Is Yours a Most-Desired Brand?

(source: AdAge, May 3rd, 2011)

Adam French wrote this great blog post in Ad Age “Is yours a most desired brand?”.

Adam and his colleagues at Clear looked at what brands were the most desired. They spoke to 17,000 people across the world (United States, the U.K., Germany, Singapore and China)

They hypothesised that a desirable brand should make us think, feel and act differently, they then asked people to respond to statements that referred to each of those elements — for example, “A brand I respect” and “A brand I feel attracted to.”

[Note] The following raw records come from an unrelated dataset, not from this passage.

//! aniwatch - how many episodes of that anime are actually out?
//!
//! # Usage
//!
//! ```bash
//! aniwatch search "frieren"
//! aniwatch episodes 52991
//! aniwatch episodes 21 52991 --json
//! aniwatch available 52991
//! ```

use clap::Parser;
use tracing_subscriber::EnvFilter;

use aniwatch::cli::{Cli, Command, ExitCode, Output};
use aniwatch::commands;
use aniwatch::config::Config;

#[tokio::main]
async fn main() -> std::process::ExitCode {
    let cli = Cli::parse();
    init_logging(&cli);

    run_cli(cli).await.into()
}

/// Log to stderr; RUST_LOG wins over the -v/-q flags
fn init_logging(cli: &Cli) {
    let filter =
        EnvFilter::try_from_default_env().unwrap_or_else(|_| EnvFilter::new(cli.log_filter()));
    tracing_subscriber::fmt()
        .compact()
        .with_target(false)
        .with_writer(std::io::stderr)
        .with_env_filter(filter)
        .init();
}

/// Run CLI command and return exit code
async fn run_cli(cli: Cli) -> ExitCode {
    let output = Output::new(&cli);
    let config = match &cli.config {
        Some(path) => match Config::load_from(path) {
            Ok(config) => config,
            Err(e) => return output.error(format!("{:#}", e), ExitCode::InvalidArgs),
        },
        None => Config::load(),
    };

    match cli.command {
        Command::Search(cmd) => commands::search_cmd(cmd, &config, &output).await,
        Command::Episodes(cmd) => commands::episodes_cmd(cmd, &config, &output).await,
        Command::Available(cmd) => commands::available_cmd(cmd, &config, &output).await,
        Command::Overrides(cmd) => commands::overrides_cmd(cmd, &config, &output).await,
    }
}
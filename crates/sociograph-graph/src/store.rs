//! The operation surface of the graph access layer.
//!
//! Every store operation is a single request/response against store-held
//! state; nothing is cached in-process between calls. "Not found" is a value
//! (`None`, `0`, `false`), never an error — errors mean the store itself
//! failed.

use sociograph_core::{AttributeName, GraphStats, PersonRecord};

use crate::client::GraphError;

/// The social-graph operation contract.
///
/// Implemented by [`crate::GraphClient`] against Neo4j and by
/// [`crate::MemoryStore`] against an in-process adjacency map. Both must
/// satisfy the same observable behavior:
///
/// - person names are unique; `upsert_person` is insert-or-overwrite
/// - friendship is symmetric and duplicate-free per unordered pair
/// - deleting a person removes its friendship edges
/// - all list results are sorted by name ascending
#[allow(async_fn_in_trait)]
pub trait SocialStore {
    /// Idempotently create the uniqueness constraint and lookup indexes.
    /// Safe to call on every startup.
    async fn ensure_schema(&self) -> Result<(), GraphError>;

    /// Insert a person, or overwrite city and custom value if the name
    /// already exists.
    async fn upsert_person(
        &self,
        name: &str,
        city: &str,
        custom_value: &str,
    ) -> Result<bool, GraphError>;

    /// All persons, sorted by name ascending.
    async fn list_persons(&self) -> Result<Vec<PersonRecord>, GraphError>;

    async fn get_person(&self, name: &str) -> Result<Option<PersonRecord>, GraphError>;

    /// Delete a person and all of its friendship edges.
    /// Returns how many persons were removed (0 or 1).
    async fn delete_person(&self, name: &str) -> Result<u64, GraphError>;

    /// Create the single undirected friendship edge between `a` and `b`.
    ///
    /// Returns `false` without touching the store when `a == b`. Also
    /// returns `false` when either endpoint does not exist — the "missing
    /// person" and "nothing happened" signals are deliberately merged, the
    /// console prints the same message for both. Idempotent: repeat calls
    /// from either endpoint collapse onto the same edge.
    async fn create_friendship(&self, a: &str, b: &str) -> Result<bool, GraphError>;

    /// Delete the friendship between `a` and `b`, regardless of which side
    /// was named first at creation. Returns how many edges were removed
    /// (0 or 1).
    async fn delete_friendship(&self, a: &str, b: &str) -> Result<u64, GraphError>;

    /// Names of all friends of `name`, sorted ascending.
    async fn list_friends(&self, name: &str) -> Result<Vec<String>, GraphError>;

    /// Persons in the same city as `name`, excluding `name` itself and its
    /// current friends. Sorted ascending; no ranking beyond the filter.
    async fn recommend_by_city(&self, name: &str) -> Result<Vec<String>, GraphError>;

    /// Same exclusions as [`Self::recommend_by_city`], matching on equality
    /// of the configured custom attribute instead of city.
    async fn recommend_by_attribute(&self, name: &str) -> Result<Vec<String>, GraphError>;

    /// Total persons and friendships. Each undirected edge counts once.
    async fn stats(&self) -> Result<GraphStats, GraphError>;

    /// The custom-attribute name this store was configured with.
    fn attribute(&self) -> &AttributeName;
}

Here are the top 10 most desired brands (globally)

  1. Apple
  2. Google
  3. BMW
  4. Disney
  5. WWF
  6. Sony
  7. Mercedes
  8. Rolex
  9. Nintendo
  10. Microsoft

For me what was most interesting in the article (you can read the full article here), was where Adam delves in and examine what makes a brand desireable. Here is what they found:

  • Personality: The foundations of good brand-building still apply: be simple and focused. Developing a brand positioning that is simple, yet powerful, and communicating this in a way that is consistent, creates desire.
  • Brand-building innovation: Brands that scored highly on the desirability scale have innovation that is informed by and builds on the brand’s equities. Look at Nintendo and Wii: When the other console manufacturers were moving to powerful hardware and online gaming, Nintendo stayed true to its heritage and focused on family and in-home multiplayer games.
  • Mission: Across the top brands are a significant number that have a clear mission, from Seventh Generation inspiring a more conscious and sustainable world, to Disney creating imaginative experiences for kids and their families. We see this in the brand personalities that most frequently underpin the most desirable brands: open-minded, considerate, optimistic and confident. Demonstrating clearly what you are doing for the consumer, their community and/or wider concerns is key to desirability.
  • Adapting to new behaviors: the US (and lots of other places) have gone through some fundamental cultural changes that have reshaped what people look for from brands.

They include:

  • Accessible pleasures: Many of the most-desired brands offer pleasure to consumers that can be experienced every day and be shared with others (M&M’s).
  • Community-focused: Whether helping people together through online gaming (PlayStation) or taking care of the planet (Method), brands that “do more” are desirable.
  • Simple: At a time when financial services are generally the least-desirable brands, ING rises above, offering uncomplicated banking (USAA ranks at 40 and ING was 130; the next banks were Bank of America at position 175 and Wachovia at 192. Others were even further down the list.)

Understanding how consumers see you in terms of desire means understanding which levers to pull in order to make yourself more desirable. And, frankly, it pays.